Filter this listing down to the lines that contain the word "menace", and copy them.

== == ==

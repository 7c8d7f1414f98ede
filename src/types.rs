//! Newtype wrappers for improved type safety and domain modeling.

use std::{fmt, str::FromStr};

use serde::{Deserialize, Serialize};

use crate::tictactoe::Cell;

/// Board size constant for Tic-Tac-Toe.
pub const BOARD_SIZE: usize = 9;

/// Symmetry-reduced identifier of a board position.
///
/// Wraps the nine cells of the canonical image. Ordering is lexicographic
/// over the cells, which coincides with ordering the symbol strings
/// produced by [`fmt::Display`].
///
/// # Examples
///
/// ```
/// use menace::tictactoe::BoardState;
///
/// let state = BoardState::from_string("X........").unwrap();
/// let key = state.canonical_context().key;
/// assert_eq!(key.to_string(), "........X");
/// assert_eq!("........X".parse::<menace::CanonicalKey>().unwrap(), key);
/// ```
#[derive(
    Debug, Clone, Copy, PartialEq, Eq, Hash, PartialOrd, Ord, Serialize, Deserialize,
)]
pub struct CanonicalKey([Cell; BOARD_SIZE]);

impl CanonicalKey {
    /// Wrap cells that are already in canonical form.
    pub(crate) fn new(cells: [Cell; BOARD_SIZE]) -> Self {
        CanonicalKey(cells)
    }

    /// Cells of the canonical position.
    pub fn cells(&self) -> &[Cell; BOARD_SIZE] {
        &self.0
    }

    /// Empty positions of the canonical position, in ascending order.
    pub fn empty_positions(&self) -> Vec<usize> {
        self.0
            .iter()
            .enumerate()
            .filter(|&(_, &cell)| cell == Cell::Empty)
            .map(|(i, _)| i)
            .collect()
    }
}

impl fmt::Display for CanonicalKey {
    fn fmt(&self, f: &mut fmt::Formatter<'_>) -> fmt::Result {
        for cell in &self.0 {
            write!(f, "{}", cell.to_char())?;
        }
        Ok(())
    }
}

impl FromStr for CanonicalKey {
    type Err = crate::Error;

    /// Parse a 9-symbol string and reject it unless it is its own canonical form.
    fn from_str(s: &str) -> Result<Self, Self::Err> {
        let symbols: Vec<char> = s.chars().collect();
        if symbols.len() != BOARD_SIZE {
            return Err(invalid_key(s));
        }

        let mut cells = [Cell::Empty; BOARD_SIZE];
        for (cell, &symbol) in cells.iter_mut().zip(&symbols) {
            *cell = Cell::from_char(symbol).ok_or_else(|| invalid_key(s))?;
        }

        let ctx = crate::tictactoe::canonicalize(&cells);
        if ctx.key.0 == cells {
            Ok(ctx.key)
        } else {
            Err(invalid_key(s))
        }
    }
}

fn invalid_key(s: &str) -> crate::Error {
    crate::Error::InvalidCanonicalKey { key: s.to_string() }
}

#[cfg(test)]
mod tests {
    use super::*;

    #[test]
    fn display_round_trips_through_parse() {
        let key: CanonicalKey = "....X...O".parse().unwrap();
        assert_eq!(key.to_string(), "....X...O");
        assert_eq!(key.empty_positions(), vec![0, 1, 2, 3, 5, 6, 7]);
    }

    #[test]
    fn parse_rejects_non_canonical_strings() {
        assert!("X........".parse::<CanonicalKey>().is_err());
        assert!("XO".parse::<CanonicalKey>().is_err());
        assert!("....Z....".parse::<CanonicalKey>().is_err());

        let err = "X........".parse::<CanonicalKey>().unwrap_err();
        assert!(matches!(
            err,
            crate::Error::InvalidCanonicalKey { ref key } if key == "X........"
        ));
        assert_eq!(err.to_string(), "'X........' is not a canonical board key");
    }

    #[test]
    fn ordering_follows_symbol_order() {
        let a: CanonicalKey = "........O".parse().unwrap();
        let b: CanonicalKey = "........X".parse().unwrap();
        assert!(a < b);
        assert!(a.to_string() < b.to_string());
    }
}
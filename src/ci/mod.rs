//! CI provider integration.
//!
//! - `travis`: the CI configuration file and its decrypt step
//! - `registry`: pushing the key/IV to the provider as private variables
//! - `slug`: which repository the provider should register them under

pub mod registry;
pub mod slug;
pub mod travis;

pub use registry::{KeyRegistry, RegistryError, TravisRegistry};
pub use slug::{fix_slug, resolve_slug, ResolvedSlug, SlugError, SlugSource};
pub use travis::{CiConfig, CiConfigError, DecryptStep, FoundStep};
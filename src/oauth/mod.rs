//! Token acquisition.
//!
//! The consent step happens in the user's browser. Since nothing listens on
//! the redirect URI, the user copies the redirect URL from the browser's
//! address bar and pastes it back; [`parse_authorization_input`] accepts
//! that URL, the older `code#state` form, or a bare code.

mod client;

pub use client::OAuthClient;

use base64::{engine::general_purpose::URL_SAFE_NO_PAD, Engine as _};
use rand::Rng;
use serde::{Deserialize, Serialize};
use sha2::{Digest, Sha256};
use thiserror::Error;

/// Tokens are treated as expired this long before their stated expiry.
const EXPIRY_BUFFER_MS: i64 = 5 * 60 * 1000;

const PKCE_CHARSET: &[u8] = b"ABCDEFGHIJKLMNOPQRSTUVWXYZabcdefghijklmnopqrstuvwxyz0123456789";

#[derive(Debug, Error)]
pub enum OAuthError {
    #[error("Invalid OAuth URL: {0}")]
    InvalidUrl(#[from] url::ParseError),

    #[error("Authorization code not found. Paste the full URL from your browser's address bar.")]
    MissingCode,

    #[error("OAuth state mismatch: the pasted URL belongs to a different login attempt")]
    StateMismatch,

    #[error("No OAuth application configured. Run `token-vault login --client-id ...` first.")]
    NotConfigured,

    #[error("No refresh token stored; run `token-vault rotate` to obtain a new token")]
    NoRefreshToken,

    #[error("Token rejected by provider (invalid_grant). Run `token-vault rotate` to re-authenticate.")]
    InvalidGrant,

    #[error("Token endpoint returned {status}: {body}")]
    Endpoint { status: u16, body: String },

    #[error("Failed to reach token endpoint: {0}")]
    Http(#[from] reqwest::Error),

    #[error("Malformed token response: {0}")]
    Malformed(String),
}

/// OAuth application registration.
#[derive(Debug, Clone, PartialEq, Eq, Serialize, Deserialize)]
pub struct OAuthApp {
    pub client_id: String,
    /// Installed-app secret; not confidential for desktop flows.
    #[serde(default, skip_serializing_if = "Option::is_none")]
    pub client_secret: Option<String>,
    pub authorize_url: String,
    pub token_url: String,
    pub redirect_uri: String,
    #[serde(default)]
    pub scopes: Vec<String>,
}

impl OAuthApp {
    /// Build the browser consent URL for a PKCE authorization-code flow.
    pub fn authorize_url(&self, challenge: &str, state: &str) -> Result<String, OAuthError> {
        let mut url = url::Url::parse(&self.authorize_url)?;

        url.query_pairs_mut()
            .append_pair("response_type", "code")
            .append_pair("client_id", &self.client_id)
            .append_pair("redirect_uri", &self.redirect_uri)
            .append_pair("scope", &self.scopes.join(" "))
            .append_pair("code_challenge", challenge)
            .append_pair("code_challenge_method", "S256")
            .append_pair("state", state)
            .append_pair("access_type", "offline");

        Ok(url.to_string())
    }
}

/// PKCE verifier/challenge pair plus the state issued with it.
#[derive(Debug, Clone)]
pub struct PendingAuthorization {
    pub verifier: String,
    pub challenge: String,
    pub state: String,
}

impl PendingAuthorization {
    pub fn new() -> Self {
        let (verifier, challenge) = generate_pkce();
        Self {
            verifier,
            challenge,
            state: generate_state(),
        }
    }
}

impl Default for PendingAuthorization {
    fn default() -> Self {
        Self::new()
    }
}

/// The credential artifact in its raw, in-memory form.
#[derive(Debug, Clone, PartialEq, Eq, Serialize, Deserialize)]
pub struct Credential {
    pub access_token: String,
    #[serde(default, skip_serializing_if = "Option::is_none")]
    pub refresh_token: Option<String>,
    #[serde(default = "default_token_type")]
    pub token_type: String,
    #[serde(default, skip_serializing_if = "Option::is_none")]
    pub scope: Option<String>,
    /// Unix millis; `None` means the provider gave no expiry.
    #[serde(default, skip_serializing_if = "Option::is_none")]
    pub expires_at: Option<i64>,
    /// Unix millis.
    pub obtained_at: i64,
}

fn default_token_type() -> String {
    "Bearer".to_string()
}

impl Credential {
    /// Build a credential from a token-endpoint JSON response received at `now_ms`.
    pub fn from_token_response(
        data: &serde_json::Value,
        now_ms: i64,
    ) -> Result<Self, OAuthError> {
        let access_token = data["access_token"]
            .as_str()
            .ok_or_else(|| OAuthError::Malformed("no access_token in response".to_string()))?;

        Ok(Self {
            access_token: access_token.to_string(),
            refresh_token: data["refresh_token"].as_str().map(str::to_string),
            token_type: data["token_type"]
                .as_str()
                .map(str::to_string)
                .unwrap_or_else(default_token_type),
            scope: data["scope"].as_str().map(str::to_string),
            expires_at: data["expires_in"]
                .as_i64()
                .map(|secs| now_ms + secs * 1000),
            obtained_at: now_ms,
        })
    }

    /// True once `now_ms` is within the expiry buffer of `expires_at`.
    pub fn is_expired_at(&self, now_ms: i64) -> bool {
        match self.expires_at {
            Some(expires_at) => expires_at < now_ms + EXPIRY_BUFFER_MS,
            None => false,
        }
    }

    pub fn is_expired(&self) -> bool {
        self.is_expired_at(chrono::Utc::now().timestamp_millis())
    }
}

/// Generate PKCE code verifier and challenge.
pub fn generate_pkce() -> (String, String) {
    let mut rng = rand::thread_rng();
    let verifier: String = (0..43)
        .map(|_| PKCE_CHARSET[rng.gen_range(0..PKCE_CHARSET.len())] as char)
        .collect();

    (verifier.clone(), pkce_challenge(&verifier))
}

fn pkce_challenge(verifier: &str) -> String {
    let mut hasher = Sha256::new();
    hasher.update(verifier.as_bytes());
    URL_SAFE_NO_PAD.encode(hasher.finalize())
}

/// Generate a random OAuth state value.
pub fn generate_state() -> String {
    let mut bytes = [0u8; 16];
    rand::thread_rng().fill(&mut bytes);
    hex::encode(bytes)
}

/// Split pasted authorization input into `(code, state)`.
pub fn parse_authorization_input(input: &str) -> Result<(String, Option<String>), OAuthError> {
    let input = input.trim();
    let (code, state) = if let Ok(url) = url::Url::parse(input) {
        let code = url
            .query_pairs()
            .find(|(k, _)| k == "code")
            .map(|(_, v)| v.to_string());
        let state = url
            .query_pairs()
            .find(|(k, _)| k == "state")
            .map(|(_, v)| v.to_string());
        (code.unwrap_or_default(), state)
    } else if let Some((code, state)) = input.split_once('#') {
        (code.to_string(), Some(state.to_string()))
    } else {
        (input.to_string(), None)
    };

    if code.is_empty() {
        return Err(OAuthError::MissingCode);
    }
    Ok((code, state))
}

== == ==

RESPONSE BOX →
/// use menace::tictactoe::BoardState;
/// assert_eq!("........X".parse::<menace::CanonicalKey>().unwrap(), key);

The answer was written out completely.